I’m waiting for the official diagnosis of MGUS or something else. I fell while standing beside someone with whom I was having a lovely conversation. I wasn’t injured, but I checked my blood pressure and discovered it was high for me. So I called to see if my GP wanted to see me, but she booked. She referred me to a brand new doctor who was extremely thorough in his examination, conferencing, and in the number of in-depth tests that he ordered. After all of that, I expected a follow up visit, but instead, I got a phone call from a nurse who said, “all of your tests are fine, but you do have too much protein in your blood so we’re sending you to a hematologist. Is that okay with you?” That’s it! Long story, short…the hematologist had done an in-depth look at my prior records and congratulated me on having such a thorough doctor. He felt that I probably had MGUS but he would have to do some other tests to make that determination. I wish that I had been better informed before seeing him. I had no idea how to prepare for that first visit. However, this is where I am right now: I have had lots of bloodwork done, a full body x-ray, 24 hour urine test, and a bone marrow biopsy completed. The doctor’s nurse has called me after every test to tell me everything is “fine” except for the bone marrow biopsy indicated that my M spike was 10%, so he recommended that I have a PET scan to “get the whole picture.”

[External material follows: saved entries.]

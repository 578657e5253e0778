use std::collections::HashMap;
use std::sync::Arc;

use async_trait::async_trait;
use parking_lot::RwLock;
use tracing::{debug, info};

use tether_core::{Result, Tool, ToolContext, ToolDescriptor, ToolResult, StreamingTool};

/// Namespace marker for MCP-provided tools: `mcp__<server>__<tool>`.
pub const MCP_PREFIX: &str = "mcp__";

/// An external tool server. The kernel treats it as an opaque source of
/// tools with change notifications; transport framing lives elsewhere.
#[async_trait]
pub trait McpSession: Send + Sync {
    /// Server name used in the namespaced tool names.
    fn name(&self) -> &str;

    async fn list_tools(&self) -> Result<Vec<ToolDescriptor>>;

    /// Invoke a tool by its un-namespaced name.
    async fn call_tool(
        &self,
        name: &str,
        params: serde_json::Map<String, serde_json::Value>,
    ) -> Result<ToolResult>;
}

/// A registered tool; streaming tools keep their streaming interface.
#[derive(Clone)]
pub enum ToolEntry {
    Plain(Arc<dyn Tool>),
    Streaming(Arc<dyn StreamingTool>),
}

impl ToolEntry {
    pub fn descriptor(&self) -> ToolDescriptor {
        match self {
            ToolEntry::Plain(t) => t.descriptor(),
            ToolEntry::Streaming(t) => t.descriptor(),
        }
    }

    pub fn name(&self) -> String {
        self.descriptor().name
    }

    pub fn capabilities(&self) -> Vec<String> {
        match self {
            ToolEntry::Plain(t) => t.capabilities(),
            ToolEntry::Streaming(t) => t.capabilities(),
        }
    }

    pub fn schema(&self) -> serde_json::Value {
        match self {
            ToolEntry::Plain(t) => t.schema(),
            ToolEntry::Streaming(t) => t.schema(),
        }
    }
}

/// Read-mostly tool registry: user-supplied tools plus namespaced tools
/// exported by connected MCP sessions.
#[derive(Default)]
pub struct ToolRegistry {
    inner: RwLock<RegistryInner>,
}

#[derive(Default)]
struct RegistryInner {
    tools: HashMap<String, ToolEntry>,
    /// Server name -> namespaced tool names currently registered for it.
    mcp_tools: HashMap<String, Vec<String>>,
}

impl ToolRegistry {
    pub fn new() -> Self {
        Self::default()
    }

    pub fn register(&self, tool: Arc<dyn Tool>) {
        let name = tool.name().to_string();
        debug!(tool = %name, "tool registered");
        self.inner.write().tools.insert(name, ToolEntry::Plain(tool));
    }

    pub fn register_streaming(&self, tool: Arc<dyn StreamingTool>) {
        let name = tool.name().to_string();
        debug!(tool = %name, "streaming tool registered");
        self.inner
            .write()
            .tools
            .insert(name, ToolEntry::Streaming(tool));
    }

    pub fn unregister(&self, name: &str) -> bool {
        self.inner.write().tools.remove(name).is_some()
    }

    pub fn lookup(&self, name: &str) -> Option<ToolEntry> {
        self.inner.read().tools.get(name).cloned()
    }

    pub fn has(&self, name: &str) -> bool {
        self.inner.read().tools.contains_key(name)
    }

    pub fn len(&self) -> usize {
        self.inner.read().tools.len()
    }

    pub fn is_empty(&self) -> bool {
        self.inner.read().tools.is_empty()
    }

    /// Descriptors for every registered tool, sorted by name.
    pub fn descriptors(&self) -> Vec<ToolDescriptor> {
        let mut out: Vec<ToolDescriptor> = self
            .inner
            .read()
            .tools
            .values()
            .map(|t| t.descriptor())
            .collect();
        out.sort_by(|a, b| a.name.cmp(&b.name));
        out
    }

    /// Re-synchronize the namespaced tool set exported by an MCP session.
    /// Replaces the server's previous tools; returns the new names.
    pub async fn sync_mcp(&self, session: Arc<dyn McpSession>) -> Result<Vec<String>> {
        let descriptors = session.list_tools().await?;
        let server = session.name().to_string();
        let mut names = Vec::with_capacity(descriptors.len());
        let mut entries = Vec::with_capacity(descriptors.len());
        for descriptor in descriptors {
            let namespaced = format!("{MCP_PREFIX}{server}__{}", descriptor.name);
            names.push(namespaced.clone());
            entries.push((
                namespaced.clone(),
                ToolEntry::Plain(Arc::new(McpToolAdapter {
                    session: Arc::clone(&session),
                    raw_name: descriptor.name.clone(),
                    descriptor: ToolDescriptor {
                        name: namespaced,
                        ..descriptor
                    },
                })),
            ));
        }

        let mut inner = self.inner.write();
        if let Some(old) = inner.mcp_tools.remove(&server) {
            for name in old {
                inner.tools.remove(&name);
            }
        }
        for (name, entry) in entries {
            inner.tools.insert(name, entry);
        }
        inner.mcp_tools.insert(server.clone(), names.clone());
        info!(server = %server, tools = names.len(), "mcp tools synchronized");
        Ok(names)
    }
}

// Routes a namespaced registry entry back to the MCP session that owns it.
struct McpToolAdapter {
    session: Arc<dyn McpSession>,
    raw_name: String,
    descriptor: ToolDescriptor,
}

#[async_trait]
impl Tool for McpToolAdapter {
    fn name(&self) -> &str {
        &self.descriptor.name
    }

    fn description(&self) -> &str {
        &self.descriptor.description
    }

    fn schema(&self) -> serde_json::Value {
        self.descriptor.parameters.clone()
    }

    fn capabilities(&self) -> Vec<String> {
        self.descriptor.capabilities.clone()
    }

    async fn execute(
        &self,
        _ctx: &ToolContext,
        params: serde_json::Map<String, serde_json::Value>,
    ) -> Result<ToolResult> {
        self.session.call_tool(&self.raw_name, params).await
    }
}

I’m concerned about that test and I’m hoping it truly is simply for the purpose of completing the “whole picture,” and not because it’s something else.

Have any of you had a PET Scan as part of your MGUS diagnosis?

@spmreads1
Welcome to Mayo Clinic Connect. Cyroglobulenmia was new to me so I had to check it out. Like many other Members with MGUS, I also have Peripheral neuropathy. None of the accompanying symptoms such as rash. It sounds as though cyroglobulenmia is very rare.
Are you seeing a neurologist next go around or have you been referred to a hematologist/oncologist?

@spmreads1
PS…it’s maddening to me when a physician says, “it’s probably (fill in the blanks)” when diagnostic requirements have not yet been completed. Try to keep your anxiety in check as it will make you feel sick! Been there.

I am having a PET scan next Friday as part of my diagnosis. My primary symptom is peripheral neuropathy and a rash that comes and goes. I originally went to the doctor for the neuropathy and MGUS showed up in blood work. Doctor is saying the neuropathy is “probably” being caused by MGUS cyroglobulenmia.

How are you/ have you being treated for MGUS and/or the associated neuropathy?

I have seen a rheumatologist, neurologist, dermatologist, and now a hematologist. There are far too many ‘ologists’ in my life right now. Where is you peripheral neuropathy showing up? Mine is complete numbness of my left foot and partial numbness in my right. I originally went to my GP bc the numbness in my left foot was getting worse and moving up my shin. Then irregularities showed up
in my bloodwork and 4 doctors later, here I am.

Sounds like our treatments for MGUS are very similar. I watch the IGM levels increase to very high levels but they continue to tell me it’s ok. They primarily rely on marrow biopsies to tell them if it’s changing.
Now I have been diagnosed with Amyloidosis, which appears to be somewhat associated with the MGUS but not frequently, so it may start a new path for me.
I hope you continue to do ok. Keep looking at sites like the Mayo Clinic, they seem to have the better information on MGUS and associated conditions!